Of the variables in Equation 1, the mass M and the stiffness S are generally known (or determined at the surface prior to deployment in the wellbore) and may be preprogrammed into downhole memory. The velocity V and the stress F may be obtained from various downhole measurements and may be measured downhole during a drilling operation (e.g., while rotary drilling on bottom). For example, accelerometer measurements and/or magnetometer measurements may be utilized to obtain the velocity V and strain gauge measurements may be utilized to obtain the stress F. Accelerometer measurements may be used, for example, to obtain the instantaneous and/or average values of the axial, lateral, and rotational velocities while magnetometers may be used to measure the rotational velocity. The accelerometers may be deployed in the BHA so as to measure the acceleration in one or more directions. The accelerometers may measure instantaneous and/or averaged values of rotational acceleration, lateral acceleration, and/or axial acceleration.
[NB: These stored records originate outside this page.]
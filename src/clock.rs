//! Wall-clock source for cache timestamps.
//!
//! The browser build reads `Date.now()`; native builds (tests, tooling) read
//! the system clock. `ManualClock` lets tests step time explicitly.

use std::cell::Cell;
use std::rc::Rc;

/// Milliseconds since the Unix epoch.
pub trait Clock {
    fn now_ms(&self) -> u64;
}

#[derive(Debug, Clone, Copy, Default)]
pub struct SystemClock;

#[cfg(target_arch = "wasm32")]
impl Clock for SystemClock {
    fn now_ms(&self) -> u64 {
        js_sys::Date::now() as u64
    }
}

#[cfg(not(target_arch = "wasm32"))]
impl Clock for SystemClock {
    fn now_ms(&self) -> u64 {
        use std::time::{SystemTime, UNIX_EPOCH};
        SystemTime::now()
            .duration_since(UNIX_EPOCH)
            .map(|d| d.as_millis() as u64)
            .unwrap_or(0)
    }
}

/// A clock that only moves when told to. Clones share the same time.
#[derive(Debug, Clone, Default)]
pub struct ManualClock {
    now: Rc<Cell<u64>>,
}

impl ManualClock {
    pub fn starting_at(ms: u64) -> Self {
        Self {
            now: Rc::new(Cell::new(ms)),
        }
    }

    pub fn advance(&self, ms: u64) {
        self.now.set(self.now.get() + ms);
    }

    pub fn set(&self, ms: u64) {
        self.now.set(ms);
    }
}

impl Clock for ManualClock {
    fn now_ms(&self) -> u64 {
        self.now.get()
    }
}

#[cfg(test)]
mod tests {
    use super::*;

    #[test]
    fn manual_clock_clones_share_time() {
        let clock = ManualClock::starting_at(1_000);
        let other = clock.clone();
        clock.advance(500);
        assert_eq!(other.now_ms(), 1_500);
        other.set(42);
        assert_eq!(clock.now_ms(), 42);
    }

    #[test]
    fn system_clock_is_past_2020() {
        assert!(SystemClock.now_ms() > 1_577_836_800_000);
    }
}
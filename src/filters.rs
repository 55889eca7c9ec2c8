//! Filter panel state.
//!
//! Every successful edit returns the new [`FilterSet`], which the page hands
//! straight to the search orchestrator.

use log::{debug, error};

use crate::api::{FilterOptions, NumericRange};
use crate::error::FilterError;
use crate::history::SearchHistory;
use crate::query::{FilterSet, QueryKey};

pub mod fields {
    pub const REGION_OF_ORIGIN: &str = "region_of_origin";
    pub const CURRENT_LOCATION: &str = "current_location";
    pub const SKILLS: &str = "skills";
    pub const LANGUAGES: &str = "languages";
    pub const EDUCATION_LEVEL: &str = "education_level";
    pub const RELIGION: &str = "religion";
    pub const WORKING_TIME: &str = "working_time";
    pub const EXPERIENCE_MIN: &str = "experience_min";
    pub const EXPERIENCE_MAX: &str = "experience_max";
    pub const AGE_MIN: &str = "age_min";
    pub const AGE_MAX: &str = "age_max";
    pub const MIN_RATING: &str = "min_rating";
    pub const IS_VERIFIED: &str = "is_verified";
}

/// Fields edited through checkbox groups.
pub const MULTI_SELECT_FIELDS: [&str; 2] = [fields::SKILLS, fields::LANGUAGES];

/// Range fields the backend parses as integers.
pub const WHOLE_NUMBER_FIELDS: [&str; 4] = [
    fields::EXPERIENCE_MIN,
    fields::EXPERIENCE_MAX,
    fields::AGE_MIN,
    fields::AGE_MAX,
];

#[derive(Debug, Clone, Default, PartialEq)]
pub struct FilterController {
    filters: FilterSet,
}

impl FilterController {
    pub fn new() -> Self {
        Self::default()
    }

    pub fn current(&self) -> &FilterSet {
        &self.filters
    }

    /// Free text or select value. An empty string clears the field.
    pub fn set_text(&mut self, field: &str, value: &str) -> FilterSet {
        self.filters.set(field, value);
        self.filters.clone()
    }

    /// Check or uncheck one option of a multi-select group.
    pub fn toggle(&mut self, field: &str, value: &str, checked: bool) -> FilterSet {
        self.filters.toggle(field, value, checked);
        self.filters.clone()
    }

    /// Numeric range input, validated against the server-provided bounds.
    /// Invalid input leaves the filters unchanged.
    pub fn set_numeric(
        &mut self,
        field: &str,
        input: &str,
        options: &FilterOptions,
    ) -> Result<FilterSet, FilterError> {
        let value = normalize_numeric(field, input, options)?;
        self.filters.set(field, value);
        Ok(self.filters.clone())
    }

    pub fn set_verified_only(&mut self, verified_only: bool) -> FilterSet {
        let value = if verified_only { "true" } else { "" };
        self.set_text(fields::IS_VERIFIED, value)
    }

    pub fn reset(&mut self) -> FilterSet {
        self.filters = FilterSet::new();
        self.filters.clone()
    }

    /// Replace everything, widening multi-select fields to lists.
    pub fn replace(&mut self, filters: FilterSet) -> FilterSet {
        let mut normalized = filters;
        for field in MULTI_SELECT_FIELDS {
            if let Some(value) = normalized.remove(field) {
                normalized.set(field, value.into_multi());
            }
        }
        self.filters = normalized;
        self.filters.clone()
    }

    /// Re-apply a clicked history entry. A key that does not decode is
    /// logged and ignored.
    pub fn apply_history(&mut self, history: &SearchHistory, key: &QueryKey) -> Option<FilterSet> {
        match history.selection(key) {
            Ok(filters) => {
                debug!("Re-applying search `{}`", key);
                Some(self.replace(filters))
            }
            Err(e) => {
                error!("Error parsing search query `{}`: {}", key, e);
                None
            }
        }
    }

    pub fn is_checked(&self, field: &str, value: &str) -> bool {
        self.filters
            .get(field)
            .map(|v| v.contains(value))
            .unwrap_or(false)
    }

    pub fn verified_only(&self) -> bool {
        self.filters.text(fields::IS_VERIFIED) == "true"
    }
}

/// Canonical text for a numeric range input; `""` clears the field.
pub fn normalize_numeric(
    field: &str,
    input: &str,
    options: &FilterOptions,
) -> Result<String, FilterError> {
    let trimmed = input.trim();
    if trimmed.is_empty() {
        return Ok(String::new());
    }
    let (range, label) = range_for(field, options);
    let (min, max) = match range {
        Some(r) if r.max > r.min => (Some(r.min), Some(r.max)),
        _ => (None, None),
    };
    let value = validate_numeric_input::<f64>(trimmed, min, max, label)?;
    if WHOLE_NUMBER_FIELDS.iter().any(|f| *f == field) {
        if value.fract() != 0.0 || value < 0.0 {
            return Err(FilterError::NotAWholeNumber {
                field: label.to_string(),
            });
        }
        return Ok(format!("{}", value as u64));
    }
    Ok(value.to_string())
}

pub fn field_label(field: &str) -> &'static str {
    match field {
        fields::EXPERIENCE_MIN | fields::EXPERIENCE_MAX => "Years of experience",
        fields::AGE_MIN | fields::AGE_MAX => "Age",
        fields::MIN_RATING => "Minimum rating",
        _ => "Value",
    }
}

/// Server-provided bounds of a numeric field, with its display label.
pub fn range_for<'a>(
    field: &str,
    options: &'a FilterOptions,
) -> (Option<&'a NumericRange>, &'static str) {
    let range = match field {
        fields::EXPERIENCE_MIN | fields::EXPERIENCE_MAX => Some(&options.experience_range),
        fields::AGE_MIN | fields::AGE_MAX => Some(&options.age_range),
        fields::MIN_RATING => Some(&options.rating_range),
        _ => None,
    };
    (range, field_label(field))
}

/// Generic numeric input validation
pub fn validate_numeric_input<T>(
    input: &str,
    min: Option<T>,
    max: Option<T>,
    field_name: &str,
) -> Result<T, FilterError>
where
    T: std::str::FromStr + std::fmt::Display + PartialOrd + Into<f64> + Copy,
{
    let trimmed = input.trim();
    let val = trimmed
        .parse::<T>()
        .ok()
        .filter(|v| (*v).into().is_finite())
        .ok_or_else(|| FilterError::NotANumber {
            field: field_name.to_string(),
        })?;

    if let Some(min_val) = min {
        if val < min_val {
            return Err(FilterError::BelowMinimum {
                field: field_name.to_string(),
                min: min_val.to_string(),
            });
        }
    }
    if let Some(max_val) = max {
        if val > max_val {
            return Err(FilterError::AboveMaximum {
                field: field_name.to_string(),
                max: max_val.to_string(),
            });
        }
    }
    Ok(val)
}

#[cfg(test)]
mod tests {
    use super::*;
    use crate::config::SearchConfig;
    use crate::history::MemoryStorage;
    use crate::query::FilterValue;

    fn options() -> FilterOptions {
        FilterOptions {
            experience_range: NumericRange { min: 0.0, max: 30.0 },
            age_range: NumericRange { min: 18.0, max: 60.0 },
            rating_range: NumericRange { min: 0.0, max: 5.0 },
            ..FilterOptions::default()
        }
    }

    #[test]
    fn text_edits_accumulate_and_clear() {
        let mut controller = FilterController::new();
        controller.set_text(fields::REGION_OF_ORIGIN, "Amhara");
        let filters = controller.set_text(fields::RELIGION, "orthodox");
        assert_eq!(filters.len(), 2);

        let filters = controller.set_text(fields::REGION_OF_ORIGIN, "");
        assert_eq!(filters.encode().as_str(), "religion=orthodox");
    }

    #[test]
    fn blank_location_is_no_filter() {
        let mut controller = FilterController::new();
        let filters = controller.set_text(fields::CURRENT_LOCATION, " ");
        assert!(filters.is_empty());
        assert!(filters.encode().is_all_workers());

        let filters = controller.set_text(fields::CURRENT_LOCATION, "Bole ");
        assert_eq!(filters.encode().as_str(), "current_location=Bole");
    }

    #[test]
    fn checkbox_groups() {
        let mut controller = FilterController::new();
        controller.toggle(fields::SKILLS, "Cooking", true);
        controller.toggle(fields::SKILLS, "Laundry", true);
        assert!(controller.is_checked(fields::SKILLS, "Cooking"));

        let filters = controller.toggle(fields::SKILLS, "Cooking", false);
        assert_eq!(filters.encode().as_str(), "skills=Laundry");
        assert!(!controller.is_checked(fields::SKILLS, "Cooking"));
    }

    #[test]
    fn numeric_inputs_are_range_checked() {
        let mut controller = FilterController::new();
        let filters = controller
            .set_numeric(fields::MIN_RATING, " 4.5 ", &options())
            .unwrap();
        assert_eq!(filters.text(fields::MIN_RATING), "4.5");

        let err = controller
            .set_numeric(fields::AGE_MIN, "16", &options())
            .unwrap_err();
        assert_eq!(err.to_string(), "Age must be at least 18");
        assert!(controller.current().get(fields::AGE_MIN).is_none());

        let err = controller
            .set_numeric(fields::EXPERIENCE_MAX, "abc", &options())
            .unwrap_err();
        assert_eq!(err.to_string(), "Years of experience must be a valid number");

        assert!(controller
            .set_numeric(fields::MIN_RATING, "NaN", &options())
            .is_err());
    }

    #[test]
    fn numeric_input_canonicalizes_and_clears() {
        let mut controller = FilterController::new();
        let filters = controller
            .set_numeric(fields::AGE_MAX, "40.0", &options())
            .unwrap();
        assert_eq!(filters.text(fields::AGE_MAX), "40");

        let filters = controller.set_numeric(fields::AGE_MAX, "", &options()).unwrap();
        assert!(filters.is_empty());
    }

    #[test]
    fn age_and_experience_take_whole_numbers_only() {
        let mut controller = FilterController::new();
        let err = controller
            .set_numeric(fields::EXPERIENCE_MIN, "4.5", &options())
            .unwrap_err();
        assert_eq!(err.to_string(), "Years of experience must be a whole number");

        let err = controller
            .set_numeric(fields::AGE_MAX, "30.5", &options())
            .unwrap_err();
        assert_eq!(err, FilterError::NotAWholeNumber { field: "Age".into() });
        assert!(controller.current().is_empty());

        let err = controller
            .set_numeric(fields::EXPERIENCE_MAX, "-2", &FilterOptions::default())
            .unwrap_err();
        assert!(matches!(err, FilterError::NotAWholeNumber { .. }));

        // ratings stay fractional
        let filters = controller
            .set_numeric(fields::MIN_RATING, "3.5", &options())
            .unwrap();
        assert_eq!(filters.text(fields::MIN_RATING), "3.5");
        assert_eq!(normalize_numeric(fields::EXPERIENCE_MIN, "7", &options()).unwrap(), "7");
    }

    #[test]
    fn unknown_ranges_are_unbounded() {
        let mut controller = FilterController::new();
        let filters = controller
            .set_numeric(fields::AGE_MIN, "99", &FilterOptions::default())
            .unwrap();
        assert_eq!(filters.text(fields::AGE_MIN), "99");
    }

    #[test]
    fn verified_only_toggle() {
        let mut controller = FilterController::new();
        controller.set_verified_only(true);
        assert!(controller.verified_only());
        let filters = controller.set_verified_only(false);
        assert!(filters.is_empty());
    }

    #[test]
    fn history_entry_reapplies_with_list_fields() {
        let history = SearchHistory::load(Box::new(MemoryStorage::new()), &SearchConfig::default());
        let mut controller = FilterController::new();
        controller.set_text(fields::RELIGION, "muslim");

        let filters = controller
            .apply_history(
                &history,
                &QueryKey::from("region_of_origin=Addis Ababa&skills=Cooking"),
            )
            .unwrap();
        assert_eq!(
            filters.get(fields::SKILLS),
            Some(&FilterValue::from(vec!["Cooking"]))
        );
        assert!(filters.get(fields::RELIGION).is_none());
        assert_eq!(controller.current(), &filters);
    }

    #[test]
    fn bad_history_entry_is_ignored() {
        let history = SearchHistory::load(Box::new(MemoryStorage::new()), &SearchConfig::default());
        let mut controller = FilterController::new();
        controller.set_text(fields::RELIGION, "muslim");

        assert!(controller
            .apply_history(&history, &QueryKey::from("{\"religion\":\"x\"}"))
            .is_none());
        assert_eq!(controller.current().text(fields::RELIGION), "muslim");
    }

    #[test]
    fn reset_clears_everything() {
        let mut controller = FilterController::new();
        controller.toggle(fields::LANGUAGES, "Afar", true);
        assert!(controller.reset().is_empty());
    }
}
For example, the accelerometers may be deployed within or about the circumference of the BHA such that the measured accelerations may include rotational, axial, lateral acceleration components, and/or a combination thereof. For example, one or more accelerometers oriented in the axial direction may be used to obtain an axial velocity via integrating the axial accelerometer measurements. Likewise, one or more accelerometers oriented in a lateral direction may be used to obtain a lateral velocity via integrating the lateral accelerometer measurements. Similarly one or more accelerometers oriented tangentially about the circumference of the BHA may be used to obtain a rotational velocity via integrating the tangential accelerometer measurements. It will be understood that the disclosed embodiments are not limited to the use of any particular accelerometer arrangement. Other methods of using accelerometers to obtain BHA accelerations are also known in the art.

It will be understood that either DC coupled or AC coupled accelerometers may be used. DC coupled accelerometers are responsive to constant accelerations such as the Earth's gravitational field while AC coupled accelerometers tend to be responsive only to a dynamic (changing) acceleration. Those of ordinary skill in the art will readily be able to subtract the Earth's gravitational field from the DC coupled accelerometer measurements. The disclosed embodiments are not limited in these regards.

Magnetometer measurements may also be used to obtain the rotational velocity of the BHA. For example, one or more magnetometers may be used to measure the direction of the Earth's magnetic field. Rotation of the BHA in the borehole may cause the relative direction of the Earth's magnetic field to change such that differential magnetometer measurements may be used to obtain the rotational velocity of the BHA. Such methods are known in the art.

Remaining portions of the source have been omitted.